Every investor wants a high return on their investment and every wise investor knows that you need to know how to strike a balance between returns and risk tolerance. While you might have heard that most high return investments are high risk, it is still possible to get high gains without too much exposure. The secret is always a knowledge question. Here are tips that will help you get the best returns with low-risk investments.
Consider Dividend-Paying Stocks
It is possible to make the most out of dividend-paying stocks without overthinking about risks. Several companies offer a good interest on their dividends; it only depends on where you are looking. These stocks are not entirely risk-free, but they are less risky compared to mini-bonds and other high-risk investments you will find out there.
Also, you can participate in capital gains. When you combine the two, the combination is a good long-term investment strategy.

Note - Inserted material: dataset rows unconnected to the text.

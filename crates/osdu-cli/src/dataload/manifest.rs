//! Manifest discovery, parsing and metadata stamping
//!
//! A manifest file holds exactly one record group: `ReferenceData`,
//! `MasterData`, or a `Data` work-product composite.

use crate::config::{CliConfig, CONFIG_ACL_OWNER, CONFIG_ACL_VIEWER, CONFIG_LEGAL_TAG, CORE_SECTION};
use crate::error::{CliError, Result};
use serde_json::{json, Map, Value};
use std::fmt;
use std::path::{Path, PathBuf};
use tracing::{debug, error};
use walkdir::WalkDir;

/// Countries stamped on every ingested record's legal block
pub const DEFAULT_RELEVANT_COUNTRIES: &[&str] = &["US"];

/// Record group held by a manifest
#[derive(Debug, Clone, Copy, PartialEq, Eq, Hash)]
pub enum DataType {
    ReferenceData,
    MasterData,
    Data,
}

impl DataType {
    pub fn as_str(self) -> &'static str {
        match self {
            DataType::ReferenceData => "ReferenceData",
            DataType::MasterData => "MasterData",
            DataType::Data => "Data",
        }
    }

    /// Whether records of this type carry ids that search can find
    pub fn is_record_list(self) -> bool {
        !matches!(self, DataType::Data)
    }
}

impl fmt::Display for DataType {
    fn fmt(&self, f: &mut fmt::Formatter<'_>) -> fmt::Result {
        f.write_str(self.as_str())
    }
}

/// Records read from one manifest file
///
/// For [`DataType::Data`] `records` holds the single work-product composite.
#[derive(Debug, Clone, PartialEq)]
pub struct Manifest {
    pub path: PathBuf,
    pub data_type: DataType,
    pub records: Vec<Value>,
}

impl Manifest {
    /// Ids of the records that declare one, in order
    pub fn record_ids(&self) -> Vec<String> {
        if !self.data_type.is_record_list() {
            return Vec::new();
        }
        record_ids(&self.records)
    }
}

/// Ids declared by `records`, in order
pub fn record_ids(records: &[Value]) -> Vec<String> {
    records
        .iter()
        .filter_map(|r| r.get("id").and_then(Value::as_str))
        .map(str::to_string)
        .collect()
}

/// List manifest files under `path`
///
/// A file is returned as is. A directory is walked recursively and its
/// `.json` files are returned sorted by path.
pub fn find_manifest_files(path: &Path) -> Result<Vec<PathBuf>> {
    if path.is_file() {
        return Ok(vec![path.to_path_buf()]);
    }
    if !path.exists() {
        return Err(CliError::Io(std::io::Error::new(
            std::io::ErrorKind::NotFound,
            format!("{} does not exist", path.display()),
        )));
    }

    let mut files = Vec::new();
    for entry in WalkDir::new(path).follow_links(true) {
        let entry = entry.map_err(|e| CliError::Other(e.into()))?;
        if entry.file_type().is_file()
            && entry.path().extension().and_then(|e| e.to_str()) == Some("json")
        {
            files.push(entry.into_path());
        }
    }
    files.sort();
    debug!(count = files.len(), root = %path.display(), "Found manifest files");
    Ok(files)
}

/// Read one manifest file
///
/// Returns `Ok(None)` for a manifest without records, after logging it.
pub fn read_manifest(path: &Path) -> Result<Option<Manifest>> {
    let content = std::fs::read_to_string(path)?;
    let value: Value = serde_json::from_str(&content)
        .map_err(|e| CliError::invalid_manifest(path.display().to_string(), e.to_string()))?;
    parse_manifest(path, value)
}

/// Interpret a parsed manifest document
pub fn parse_manifest(path: &Path, value: Value) -> Result<Option<Manifest>> {
    let shown = path.display().to_string();

    let mut object = match value {
        Value::Object(object) if object.is_empty() => {
            error!(path = %shown, "Error with file. File is empty.");
            return Ok(None);
        }
        Value::Null => {
            error!(path = %shown, "Error with file. File is empty.");
            return Ok(None);
        }
        Value::Object(object) => object,
        _ => return Err(CliError::invalid_manifest(shown, "expected a JSON object")),
    };

    for data_type in [DataType::ReferenceData, DataType::MasterData] {
        if let Some(group) = object.remove(data_type.as_str()) {
            let records = match group {
                Value::Array(records) => records,
                _ => {
                    return Err(CliError::invalid_manifest(
                        shown,
                        format!("'{}' must be an array", data_type),
                    ))
                }
            };
            if records.is_empty() {
                error!(path = %shown, %data_type, "Error with file. File is empty.");
                return Ok(None);
            }
            return Ok(Some(Manifest {
                path: path.to_path_buf(),
                data_type,
                records,
            }));
        }
    }

    match object.remove(DataType::Data.as_str()) {
        Some(composite @ Value::Object(_)) => Ok(Some(Manifest {
            path: path.to_path_buf(),
            data_type: DataType::Data,
            records: vec![composite],
        })),
        Some(_) => Err(CliError::invalid_manifest(shown, "'Data' must be an object")),
        None => Err(CliError::invalid_manifest(
            shown,
            "expected one of 'ReferenceData', 'MasterData' or 'Data'",
        )),
    }
}

/// Legal and ACL values stamped on every ingested record
#[derive(Debug, Clone, PartialEq, Eq)]
pub struct RecordStamp {
    pub legal_tag: String,
    pub acl_viewer: String,
    pub acl_owner: String,
}

impl RecordStamp {
    pub fn from_config(config: &CliConfig) -> Result<Self> {
        Ok(Self {
            legal_tag: config.get(CORE_SECTION, CONFIG_LEGAL_TAG)?,
            acl_viewer: config.get(CORE_SECTION, CONFIG_ACL_VIEWER)?,
            acl_owner: config.get(CORE_SECTION, CONFIG_ACL_OWNER)?,
        })
    }

    /// Overwrite the legal tags, countries, viewers and owners of one record
    pub fn apply(&self, record: &mut Value) {
        let Some(record) = record.as_object_mut() else {
            return;
        };

        merge_object(
            record,
            "legal",
            [
                ("legaltags", json!([self.legal_tag])),
                ("otherRelevantDataCountries", json!(DEFAULT_RELEVANT_COUNTRIES)),
            ],
        );
        merge_object(
            record,
            "acl",
            [
                ("viewers", json!([self.acl_viewer])),
                ("owners", json!([self.acl_owner])),
            ],
        );
    }

    pub fn apply_all(&self, records: &mut [Value]) {
        for record in records {
            self.apply(record);
        }
    }

    /// Stamp every part of a work-product composite
    pub fn apply_work_product(&self, composite: &mut Value) {
        if let Some(work_product) = composite.get_mut("WorkProduct") {
            self.apply(work_product);
        }
        for group in ["WorkProductComponents", "Datasets"] {
            if let Some(parts) = composite.get_mut(group).and_then(Value::as_array_mut) {
                self.apply_all(parts);
            }
        }
    }

    /// Stamp a manifest's records according to its data type
    pub fn apply_manifest(&self, manifest: &mut Manifest) {
        match manifest.data_type {
            DataType::Data => {
                for composite in &mut manifest.records {
                    self.apply_work_product(composite);
                }
            }
            _ => self.apply_all(&mut manifest.records),
        }
    }
}

/// Set `fields` on the object under `key`, replacing it if absent or not an object
fn merge_object<const N: usize>(
    parent: &mut Map<String, Value>,
    key: &str,
    fields: [(&str, Value); N],
) {
    let mut child = match parent.remove(key) {
        Some(Value::Object(child)) => child,
        _ => Map::new(),
    };
    for (name, value) in fields {
        child.insert(name.to_string(), value);
    }
    parent.insert(key.to_string(), Value::Object(child));
}
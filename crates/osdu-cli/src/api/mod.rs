//! API client module
//!
//! HTTP client for the platform services. Every request carries the bearer
//! token, data partition and a correlation id.

pub mod client;
pub mod endpoints;
pub mod types;

pub use client::{OsduClient, Service, ServiceStatus};
pub use types::*;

Enhance your Dividends Options with Preferred Stock
Preferred stocks from sub-sectors come with a lot of advantages with lower risks. Dividends from these stocks are paid regularly with tight ranges. Also, they appear higher on the options rank compared to equity. When a company is looking to reduce their dividends, it has to deal with all the current dividends to the common stock. This makes it quite ideal for long-term investments.
Preferred stocks, just as the name suggests, have more asset control over common stocks. In short, in case the company goes to receivership, this category is paid before other stakeholders, making it a more secure option. You can picture it as the balance between common stocks and bonds. They are more predictable in returns compared to common stocks with good yields though not as good as mini-bonds.
Other low-risk investment options you could look into are annuities and real estate trusts.